======== Data
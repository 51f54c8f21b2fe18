//! Command-line interface definitions.
//!
//! Defines the `clmsr` CLI using `clap`: trade quoting against a fresh
//! market, scenario replay, oracle payload signing and config validation.

use std::path::PathBuf;

use clap::{Args, Parser, Subcommand};
use rust_decimal::Decimal;

/// CLMSR market maker toolkit
#[derive(Parser, Debug)]
#[command(name = "clmsr")]
#[command(version)]
pub struct Cli {
    /// JSON output for scripting
    #[arg(long, global = true)]
    pub json: bool,

    /// Decrease output verbosity
    #[arg(short, long, global = true)]
    pub quiet: bool,

    #[command(subcommand)]
    pub command: Commands,
}

#[derive(Subcommand, Debug)]
pub enum Commands {
    /// Quote the cost of opening a range position on a fresh market
    Quote(QuoteArgs),

    /// Replay a scenario file of trades against a fresh market
    Simulate(SimulateArgs),

    /// Sign a settlement payload with ORACLE_PRIVATE_KEY
    SignSettlement(SignSettlementArgs),

    /// Manage configuration
    #[command(subcommand)]
    Config(ConfigCommand),
}

impl Commands {
    /// Command name as typed on the command line.
    #[must_use]
    pub const fn name(&self) -> &'static str {
        match self {
            Self::Quote(_) => "quote",
            Self::Simulate(_) => "simulate",
            Self::SignSettlement(_) => "sign-settlement",
            Self::Config(ConfigCommand::Validate(_)) => "config validate",
        }
    }
}

/// Path to a configuration file.
#[derive(Args, Debug, Clone)]
pub struct ConfigPathArg {
    /// Configuration file (defaults apply when omitted)
    #[arg(short, long)]
    pub config: Option<PathBuf>,
}

#[derive(Args, Debug)]
pub struct QuoteArgs {
    #[command(flatten)]
    pub config: ConfigPathArg,

    #[arg(long, allow_hyphen_values = true)]
    pub min_tick: i64,

    #[arg(long, allow_hyphen_values = true)]
    pub max_tick: i64,

    #[arg(long)]
    pub tick_spacing: i64,

    /// Liquidity parameter in units of 1.0
    #[arg(long)]
    pub alpha: Decimal,

    /// Lower tick of the range (inclusive)
    #[arg(long, allow_hyphen_values = true)]
    pub lower: i64,

    /// Upper tick of the range (inclusive)
    #[arg(long, allow_hyphen_values = true)]
    pub upper: i64,

    /// Quantity in payment units (6 decimals)
    #[arg(long)]
    pub quantity: Decimal,
}

#[derive(Args, Debug)]
pub struct SimulateArgs {
    #[command(flatten)]
    pub config: ConfigPathArg,

    /// Scenario TOML file
    pub scenario: PathBuf,
}

#[derive(Args, Debug)]
pub struct SignSettlementArgs {
    #[arg(long)]
    pub market_id: u64,

    /// Settlement value (tick units)
    #[arg(long, allow_hyphen_values = true)]
    pub value: i64,

    /// Unix timestamp of the price sample
    #[arg(long)]
    pub price_timestamp: u64,
}

#[derive(Subcommand, Debug)]
pub enum ConfigCommand {
    /// Validate a configuration file and show the resolved limits
    Validate(ConfigPathArg),
}
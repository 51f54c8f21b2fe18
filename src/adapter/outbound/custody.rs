//! In-memory payment custody.

use std::collections::HashMap;

use parking_lot::Mutex;

use crate::domain::{Amount, Principal};
use crate::error::{AccessError, CollaboratorError, Result};
use crate::port::PaymentCustody;

#[derive(Debug, Default)]
struct CustodyState {
    balances: HashMap<Principal, Amount>,
    vault: Amount,
}

/// Token balances plus the vault the core trades against.
#[derive(Debug)]
pub struct InMemoryCustody {
    core: Principal,
    state: Mutex<CustodyState>,
}

impl InMemoryCustody {
    #[must_use]
    pub fn new(core: Principal) -> Self {
        Self {
            core,
            state: Mutex::new(CustodyState::default()),
        }
    }

    /// Credit `owner` with freshly issued tokens.
    pub fn deposit(&self, owner: Principal, amount: Amount) {
        let mut state = self.state.lock();
        let balance = state.balances.entry(owner).or_default();
        *balance = balance.saturating_add(amount);
    }

    /// Add market-maker subsidy to the vault. Payouts on a winning bin can
    /// exceed the premiums collected by up to `alpha * ln(bins)`.
    pub fn fund_vault(&self, amount: Amount) {
        let mut state = self.state.lock();
        state.vault = state.vault.saturating_add(amount);
    }

    #[must_use]
    pub fn balance_of(&self, owner: Principal) -> Amount {
        self.state.lock().balances.get(&owner).copied().unwrap_or(0)
    }

    /// Tokens currently held on behalf of the core.
    #[must_use]
    pub fn vault(&self) -> Amount {
        self.state.lock().vault
    }

    fn authorize(&self, caller: &Principal) -> Result<()> {
        if *caller == self.core {
            Ok(())
        } else {
            Err(AccessError::Unauthorized { principal: *caller }.into())
        }
    }
}

impl PaymentCustody for InMemoryCustody {
    fn pull(&self, caller: &Principal, from: Principal, amount: Amount) -> Result<()> {
        self.authorize(caller)?;
        let mut state = self.state.lock();
        let balance = state.balances.get(&from).copied().unwrap_or(0);
        if balance < amount {
            return Err(CollaboratorError::InsufficientBalance {
                principal: from,
                balance,
                needed: amount,
            }
            .into());
        }
        state.balances.insert(from, balance - amount);
        state.vault = state.vault.saturating_add(amount);
        Ok(())
    }

    fn push(&self, caller: &Principal, to: Principal, amount: Amount) -> Result<()> {
        self.authorize(caller)?;
        let mut state = self.state.lock();
        if state.vault < amount {
            return Err(CollaboratorError::InsufficientBalance {
                principal: self.core,
                balance: state.vault,
                needed: amount,
            }
            .into());
        }
        state.vault -= amount;
        let balance = state.balances.entry(to).or_default();
        *balance = balance.saturating_add(amount);
        Ok(())
    }
}

#[cfg(test)]
mod tests {
    use super::*;
    use crate::error::Error;
    use alloy_primitives::Address;

    fn core() -> Principal {
        Principal::new(Address::with_last_byte(0xc0))
    }

    fn bob() -> Principal {
        Principal::new(Address::with_last_byte(0xb0))
    }

    #[test]
    fn pull_then_push_moves_through_vault() {
        let custody = InMemoryCustody::new(core());
        custody.deposit(bob(), 100);
        custody.pull(&core(), bob(), 60).unwrap();
        assert_eq!(custody.balance_of(bob()), 40);
        assert_eq!(custody.vault(), 60);

        custody.push(&core(), bob(), 10).unwrap();
        assert_eq!(custody.balance_of(bob()), 50);
        assert_eq!(custody.vault(), 50);
    }

    #[test]
    fn pull_beyond_balance_fails_without_side_effects() {
        let custody = InMemoryCustody::new(core());
        custody.deposit(bob(), 5);
        let err = custody.pull(&core(), bob(), 6).unwrap_err();
        assert!(matches!(
            err,
            Error::Collaborator(CollaboratorError::InsufficientBalance { balance: 5, needed: 6, .. })
        ));
        assert_eq!(custody.balance_of(bob()), 5);
        assert_eq!(custody.vault(), 0);
    }

    #[test]
    fn only_core_may_move_funds() {
        let custody = InMemoryCustody::new(core());
        custody.deposit(bob(), 5);
        assert!(matches!(
            custody.pull(&bob(), bob(), 1),
            Err(Error::Access(AccessError::Unauthorized { .. }))
        ));
    }
}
================
Task description – Your reply must consist solely of the number of lines in the listing above that include the word "AccessError".

Response to the exercise – 3